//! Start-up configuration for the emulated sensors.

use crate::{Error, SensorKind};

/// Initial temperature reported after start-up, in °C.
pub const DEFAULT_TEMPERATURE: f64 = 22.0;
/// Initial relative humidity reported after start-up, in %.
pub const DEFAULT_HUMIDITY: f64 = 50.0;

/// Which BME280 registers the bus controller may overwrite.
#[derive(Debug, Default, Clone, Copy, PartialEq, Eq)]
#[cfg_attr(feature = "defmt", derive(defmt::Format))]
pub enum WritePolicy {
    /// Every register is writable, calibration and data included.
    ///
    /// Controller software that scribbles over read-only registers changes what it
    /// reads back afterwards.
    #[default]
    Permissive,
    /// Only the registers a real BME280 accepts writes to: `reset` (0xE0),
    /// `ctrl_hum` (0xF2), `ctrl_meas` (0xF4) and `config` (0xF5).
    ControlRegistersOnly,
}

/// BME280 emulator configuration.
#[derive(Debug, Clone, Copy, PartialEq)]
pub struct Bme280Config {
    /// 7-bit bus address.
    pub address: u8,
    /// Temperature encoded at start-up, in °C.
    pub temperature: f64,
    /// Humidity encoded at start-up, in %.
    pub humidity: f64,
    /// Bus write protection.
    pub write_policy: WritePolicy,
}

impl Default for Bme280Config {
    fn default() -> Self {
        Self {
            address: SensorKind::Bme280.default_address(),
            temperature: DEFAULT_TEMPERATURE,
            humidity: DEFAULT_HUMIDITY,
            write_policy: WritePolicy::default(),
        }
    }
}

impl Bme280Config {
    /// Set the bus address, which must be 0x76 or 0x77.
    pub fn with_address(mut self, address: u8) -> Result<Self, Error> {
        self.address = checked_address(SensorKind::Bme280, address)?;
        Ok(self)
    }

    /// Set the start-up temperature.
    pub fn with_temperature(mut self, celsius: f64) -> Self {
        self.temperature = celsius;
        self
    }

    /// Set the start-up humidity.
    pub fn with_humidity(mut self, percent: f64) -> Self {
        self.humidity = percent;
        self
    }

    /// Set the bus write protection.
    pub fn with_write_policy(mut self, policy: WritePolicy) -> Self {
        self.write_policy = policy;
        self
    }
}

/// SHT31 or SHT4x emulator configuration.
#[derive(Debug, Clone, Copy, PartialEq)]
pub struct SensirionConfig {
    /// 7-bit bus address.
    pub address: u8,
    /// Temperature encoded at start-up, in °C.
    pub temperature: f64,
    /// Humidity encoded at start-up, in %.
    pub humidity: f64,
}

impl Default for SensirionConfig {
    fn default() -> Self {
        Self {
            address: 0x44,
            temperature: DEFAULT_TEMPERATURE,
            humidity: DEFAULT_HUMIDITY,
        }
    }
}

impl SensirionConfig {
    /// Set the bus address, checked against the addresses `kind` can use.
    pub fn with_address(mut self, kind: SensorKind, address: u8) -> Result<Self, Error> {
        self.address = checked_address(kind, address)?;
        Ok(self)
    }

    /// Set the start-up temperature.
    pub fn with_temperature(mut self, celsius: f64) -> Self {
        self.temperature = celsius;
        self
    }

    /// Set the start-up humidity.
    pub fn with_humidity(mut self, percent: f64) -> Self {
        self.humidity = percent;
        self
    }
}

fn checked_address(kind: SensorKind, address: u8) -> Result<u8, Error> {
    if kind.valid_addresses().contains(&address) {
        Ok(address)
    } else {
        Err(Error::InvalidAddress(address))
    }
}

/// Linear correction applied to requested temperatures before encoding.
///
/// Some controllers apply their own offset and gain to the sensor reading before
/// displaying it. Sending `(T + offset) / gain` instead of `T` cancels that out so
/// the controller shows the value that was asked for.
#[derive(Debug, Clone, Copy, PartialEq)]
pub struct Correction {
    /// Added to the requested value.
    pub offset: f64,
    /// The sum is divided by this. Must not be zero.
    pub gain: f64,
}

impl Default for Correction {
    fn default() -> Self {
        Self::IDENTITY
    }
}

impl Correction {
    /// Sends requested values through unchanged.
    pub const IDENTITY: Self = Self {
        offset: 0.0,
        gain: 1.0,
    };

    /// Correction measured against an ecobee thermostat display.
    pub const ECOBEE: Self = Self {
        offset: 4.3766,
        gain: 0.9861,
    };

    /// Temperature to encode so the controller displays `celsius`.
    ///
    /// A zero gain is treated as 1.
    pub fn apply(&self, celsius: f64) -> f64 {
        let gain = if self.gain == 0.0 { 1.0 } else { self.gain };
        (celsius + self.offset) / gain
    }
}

- **Activity**
Transcribe all the entries, keeping each one exactly as it is.

- **Problem solution**
//! Start-up configuration for the emulated sensors.

use crate::{Error, SensorKind};

/// Initial temperature reported after start-up, in °C.
pub const DEFAULT_TEMPERATURE: f64 = 22.0;
/// Initial relative humidity reported after start-up, in %.
pub const DEFAULT_HUMIDITY: f64 = 50.0;

/// Which BME280 registers the bus controller may overwrite.
#[derive(Debug, Default, Clone, Copy, PartialEq, Eq)]
#[cfg_attr(feature = "defmt", derive(defmt::Format))]
pub enum WritePolicy {
    /// Every register is writable, calibration and data included.
    ///
    /// Controller software that scribbles over read-only registers changes what it
    /// reads back afterwards.
    #[default]
    Permissive,
    /// Only the registers a real BME280 accepts writes to: `reset` (0xE0),
    /// `ctrl_hum` (0xF2), `ctrl_meas` (0xF4) and `config` (0xF5).
    ControlRegistersOnly,
}

/// BME280 emulator configuration.
#[derive(Debug, Clone, Copy, PartialEq)]
pub struct Bme280Config {
    /// 7-bit bus address.
    pub address: u8,
    /// Temperature encoded at start-up, in °C.
    pub temperature: f64,
    /// Humidity encoded at start-up, in %.
    pub humidity: f64,
    /// Bus write protection.
    pub write_policy: WritePolicy,
}

impl Default for Bme280Config {
    fn default() -> Self {
        Self {
            address: SensorKind::Bme280.default_address(),
            temperature: DEFAULT_TEMPERATURE,
            humidity: DEFAULT_HUMIDITY,
            write_policy: WritePolicy::default(),
        }
    }
}

impl Bme280Config {
    /// Set the bus address, which must be 0x76 or 0x77.
    pub fn with_address(mut self, address: u8) -> Result<Self, Error> {
        self.address = checked_address(SensorKind::Bme280, address)?;
        Ok(self)
    }

    /// Set the start-up temperature.
    pub fn with_temperature(mut self, celsius: f64) -> Self {
        self.temperature = celsius;
        self
    }

    /// Set the start-up humidity.
    pub fn with_humidity(mut self, percent: f64) -> Self {
        self.humidity = percent;
        self
    }

    /// Set the bus write protection.
    pub fn with_write_policy(mut self, policy: WritePolicy) -> Self {
        self.write_policy = policy;
        self
    }
}

/// SHT31 or SHT4x emulator configuration.
#[derive(Debug, Clone, Copy, PartialEq)]
pub struct SensirionConfig {
    /// 7-bit bus address.
    pub address: u8,
    /// Temperature encoded at start-up, in °C.
    pub temperature: f64,
    /// Humidity encoded at start-up, in %.
    pub humidity: f64,
}

impl Default for SensirionConfig {
    fn default() -> Self {
        Self {
            address: 0x44,
            temperature: DEFAULT_TEMPERATURE,
            humidity: DEFAULT_HUMIDITY,
        }
    }
}

impl SensirionConfig {
    /// Set the bus address, checked against the addresses `kind` can use.
    pub fn with_address(mut self, kind: SensorKind, address: u8) -> Result<Self, Error> {
        self.address = checked_address(kind, address)?;
        Ok(self)
    }

    /// Set the start-up temperature.
    pub fn with_temperature(mut self, celsius: f64) -> Self {
        self.temperature = celsius;
        self
    }

    /// Set the start-up humidity.
    pub fn with_humidity(mut self, percent: f64) -> Self {
        self.humidity = percent;
        self
    }
}

fn checked_address(kind: SensorKind, address: u8) -> Result<u8, Error> {
    if kind.valid_addresses().contains(&address) {
        Ok(address)
    } else {
        Err(Error::InvalidAddress(address))
    }
}

/// Linear correction applied to requested temperatures before encoding.
///
/// Some controllers apply their own offset and gain to the sensor reading before
/// displaying it. Sending `(T + offset) / gain` instead of `T` cancels that out so
/// the controller shows the value that was asked for.
#[derive(Debug, Clone, Copy, PartialEq)]
pub struct Correction {
    /// Added to the requested value.
    pub offset: f64,
    /// The sum is divided by this. Must not be zero.
    pub gain: f64,
}

impl Default for Correction {
    fn default() -> Self {
        Self::IDENTITY
    }
}

impl Correction {
    /// Sends requested values through unchanged.
    pub const IDENTITY: Self = Self {
        offset: 0.0,
        gain: 1.0,
    };

    /// Correction measured against an ecobee thermostat display.
    pub const ECOBEE: Self = Self {
        offset: 4.3766,
        gain: 0.9861,
    };

    /// Temperature to encode so the controller displays `celsius`.
    ///
    /// A zero gain is treated as 1.
    pub fn apply(&self, celsius: f64) -> f64 {
        let gain = if self.gain == 0.0 { 1.0 } else { self.gain };
        (celsius + self.offset) / gain
    }
}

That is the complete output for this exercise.